──────── SOURCE MATERIAL ────────

//! Run configuration: config file merged with command-line overrides.
//!
//! The file is YAML:
//!
//! ```yaml
//! camera_params: camera_params.txt
//! source_folder: /data/kitti/sequences/07
//! imglist: /data/kitti/lists/kitti_07_lst.xml
//! refinement_enabled: true
//! window_size: 4
//! tracker_variant: bfm
//! ```
//!
//! or the flat `key = value` form with `#` comments, using the same keys:
//!
//! ```text
//! # kitti 07
//! source_folder = /data/kitti/sequences/07
//! imglist = /data/kitti/lists/kitti_07_lst.xml
//! ```
//!
//! A value given on the command line wins over the file.

use std::path::{Path, PathBuf};

use clap::Parser;
use serde::de::Error as _;
use serde::Deserialize;
use serde_yaml::{Mapping, Value};
use tracing::debug;

use crate::error::{Result, VoError};
use crate::io::{output_paths, run_id_from_list, TrajectoryFormat};
use crate::pipeline::PipelineOptions;

pub const DEFAULT_CONFIG: &str = "config.txt";
pub const DEFAULT_CAMERA_PARAMS: &str = "camera_params.txt";
pub const DEFAULT_OUTPUT_FOLDER: &str = "out_vo";

/// Feature tracker behind the egomotion estimate.
#[derive(Debug, Clone, Copy, PartialEq, Eq, Default, Deserialize, clap::ValueEnum)]
#[serde(rename_all = "lowercase")]
pub enum TrackerVariant {
    /// Brute-force descriptor matching.
    #[default]
    Bfm,
    /// libviso2 matcher (not linked into this build).
    Libviso,
    /// Brute-force matching with sub-pixel refinement.
    Refiner,
}

/// Command line.
#[derive(Debug, Clone, Default, Parser)]
#[command(name = "stereo-vo", version, about = "Stereo visual odometry with sliding-window refinement")]
pub struct CliArgs {
    /// Configuration file (YAML or `key = value`); it must exist.
    #[arg(short = 'c', long)]
    pub config: Option<PathBuf>,

    /// Camera parameter file (f, reserved, cu, cv, baseline).
    #[arg(short = 'p', long = "camera_params")]
    pub camera_params: Option<PathBuf>,

    /// Folder the image list entries are relative to.
    #[arg(short = 's', long = "source_folder")]
    pub source_folder: Option<PathBuf>,

    /// Alternating left/right image list.
    #[arg(short = 'l', long = "imglist")]
    pub imglist: Option<PathBuf>,

    #[arg(short = 'o', long = "output_folder")]
    pub output_folder: Option<PathBuf>,

    /// Enable sliding-window refinement.
    #[arg(long = "refinement", num_args = 0..=1, default_missing_value = "true")]
    pub refinement_enabled: Option<bool>,

    #[arg(long = "window_size")]
    pub window_size: Option<usize>,

    #[arg(long = "tracker", value_enum)]
    pub tracker_variant: Option<TrackerVariant>,

    /// Ground-truth poses (KITTI format) for per-frame evaluation.
    #[arg(long = "ground_truth")]
    pub ground_truth: Option<PathBuf>,

    #[arg(long = "trajectory_format", value_enum)]
    pub trajectory_format: Option<TrajectoryFormat>,

    #[arg(long = "max_failures")]
    pub max_consecutive_failures: Option<usize>,

    /// Pairs loaded ahead on a worker thread, 0 disables.
    #[arg(long)]
    pub prefetch: Option<usize>,

    #[arg(long = "start_frame")]
    pub start_frame: Option<usize>,

    #[arg(long = "end_frame")]
    pub end_frame: Option<usize>,
}

/// Contents of the config file; every key is optional.
#[derive(Debug, Clone, Default, Deserialize)]
#[serde(default, deny_unknown_fields)]
pub struct ConfigFile {
    pub camera_params: Option<PathBuf>,
    pub source_folder: Option<PathBuf>,
    pub imglist: Option<PathBuf>,
    pub output_folder: Option<PathBuf>,
    pub refinement_enabled: Option<bool>,
    pub window_size: Option<usize>,
    pub tracker_variant: Option<TrackerVariant>,
    pub ground_truth: Option<PathBuf>,
    pub trajectory_format: Option<TrajectoryFormat>,
    pub max_consecutive_failures: Option<usize>,
    pub prefetch: Option<usize>,
    pub start_frame: Option<usize>,
    pub end_frame: Option<usize>,
}

impl ConfigFile {
    pub fn load(path: &Path) -> Result<Self> {
        let text = std::fs::read_to_string(path)
            .map_err(|e| VoError::Config(format!("cannot open config {}: {e}", path.display())))?;
        Self::parse(&text).map_err(|e| VoError::Config(format!("{}: {e}", path.display())))
    }

    fn parse(text: &str) -> std::result::Result<Self, serde_yaml::Error> {
        if content_lines(text).next().is_none() {
            return Ok(Self::default());
        }
        match serde_yaml::from_str(text) {
            Ok(file) => Ok(file),
            Err(_) if content_lines(text).any(|(_, line)| line.contains('=')) => Self::parse_key_value(text),
            Err(e) => Err(e),
        }
    }

    /// `key = value` lines, mapped onto the same fields as the YAML form.
    fn parse_key_value(text: &str) -> std::result::Result<Self, serde_yaml::Error> {
        let mut map = Mapping::new();
        for (number, line) in content_lines(text) {
            let Some((key, value)) = line.split_once('=') else {
                return Err(serde_yaml::Error::custom(format!(
                    "line {number}: expected `key = value`, got `{line}`"
                )));
            };
            let key = key.trim();
            if key.is_empty() {
                return Err(serde_yaml::Error::custom(format!("line {number}: missing key")));
            }
            map.insert(Value::String(key.to_string()), scalar(value.trim()));
        }
        serde_yaml::from_value(Value::Mapping(map))
    }
}

/// Non-empty lines with `#` comments stripped, numbered from 1.
fn content_lines(text: &str) -> impl Iterator<Item = (usize, &str)> {
    text.lines().enumerate().filter_map(|(i, line)| {
        let line = line.split('#').next().unwrap_or_default().trim();
        (!line.is_empty()).then_some((i + 1, line))
    })
}

/// Typed scalar for a `key = value` entry (`true`, `4`, `bfm`, a path).
fn scalar(raw: &str) -> Value {
    match serde_yaml::from_str::<Value>(raw) {
        Ok(v @ (Value::Bool(_) | Value::Number(_) | Value::Null)) => v,
        _ => Value::String(raw.to_string()),
    }
}

/// Fully resolved settings for one run.
#[derive(Debug, Clone, PartialEq)]
pub struct RunConfig {
    pub camera_params: PathBuf,
    pub source_folder: PathBuf,
    pub imglist: PathBuf,
    pub output_folder: PathBuf,
    pub refinement_enabled: bool,
    pub window_size: usize,
    pub tracker_variant: TrackerVariant,
    pub ground_truth: Option<PathBuf>,
    pub trajectory_format: TrajectoryFormat,
    pub max_consecutive_failures: usize,
    pub prefetch: usize,
    pub start_frame: usize,
    pub end_frame: Option<usize>,
}

impl RunConfig {
    /// Load the config file named by `args` (default [`DEFAULT_CONFIG`]) and
    /// apply the command-line overrides. A missing file is an error.
    pub fn from_args(args: &CliArgs) -> Result<Self> {
        let path = args
            .config
            .clone()
            .unwrap_or_else(|| PathBuf::from(DEFAULT_CONFIG));
        debug!("reading configuration from {}", path.display());
        let file = ConfigFile::load(&path)?;
        Self::merge(file, args)
    }

    pub fn merge(file: ConfigFile, args: &CliArgs) -> Result<Self> {
        let required = |cli: &Option<PathBuf>, file: Option<PathBuf>, key: &str| {
            cli.clone()
                .or(file)
                .ok_or_else(|| VoError::Config(format!("missing required option `{key}`")))
        };

        let config = Self {
            source_folder: required(&args.source_folder, file.source_folder, "source_folder")?,
            imglist: required(&args.imglist, file.imglist, "imglist")?,
            camera_params: args
                .camera_params
                .clone()
                .or(file.camera_params)
                .unwrap_or_else(|| PathBuf::from(DEFAULT_CAMERA_PARAMS)),
            output_folder: args
                .output_folder
                .clone()
                .or(file.output_folder)
                .unwrap_or_else(|| PathBuf::from(DEFAULT_OUTPUT_FOLDER)),
            refinement_enabled: args.refinement_enabled.or(file.refinement_enabled).unwrap_or(false),
            window_size: args.window_size.or(file.window_size).unwrap_or(4),
            tracker_variant: args.tracker_variant.or(file.tracker_variant).unwrap_or_default(),
            ground_truth: args.ground_truth.clone().or(file.ground_truth),
            trajectory_format: args.trajectory_format.or(file.trajectory_format).unwrap_or_default(),
            max_consecutive_failures: args
                .max_consecutive_failures
                .or(file.max_consecutive_failures)
                .unwrap_or(5),
            prefetch: args.prefetch.or(file.prefetch).unwrap_or(2),
            start_frame: args.start_frame.or(file.start_frame).unwrap_or(0),
            end_frame: args.end_frame.or(file.end_frame),
        };
        config.validate()?;
        Ok(config)
    }

    pub fn validate(&self) -> Result<()> {
        if self.window_size < 2 {
            return Err(VoError::Config(format!(
                "window_size must be at least 2, got {}",
                self.window_size
            )));
        }
        if let Some(end) = self.end_frame {
            if end <= self.start_frame {
                return Err(VoError::Config(format!(
                    "end_frame ({end}) must be after start_frame ({})",
                    self.start_frame
                )));
            }
        }
        Ok(())
    }

    /// Identifier used to name the output files.
    pub fn run_id(&self) -> String {
        run_id_from_list(&self.imglist)
    }

    pub fn pipeline_options(&self) -> PipelineOptions {
        let (direct, refined) = output_paths(&self.output_folder, &self.run_id());
        PipelineOptions {
            refinement_enabled: self.refinement_enabled,
            window_size: self.window_size,
            max_consecutive_failures: self.max_consecutive_failures,
            trajectory_format: self.trajectory_format,
            direct_output: Some(direct),
            refined_output: self.refinement_enabled.then_some(refined),
            image_list: self.imglist.clone(),
        }
    }
}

────────

WHAT YOU NEED TO DO:
All lines in the listing above with the string "sequences" should be returned.

TASK OUTPUT:
//! source_folder: /data/kitti/sequences/07
//! source_folder = /data/kitti/sequences/07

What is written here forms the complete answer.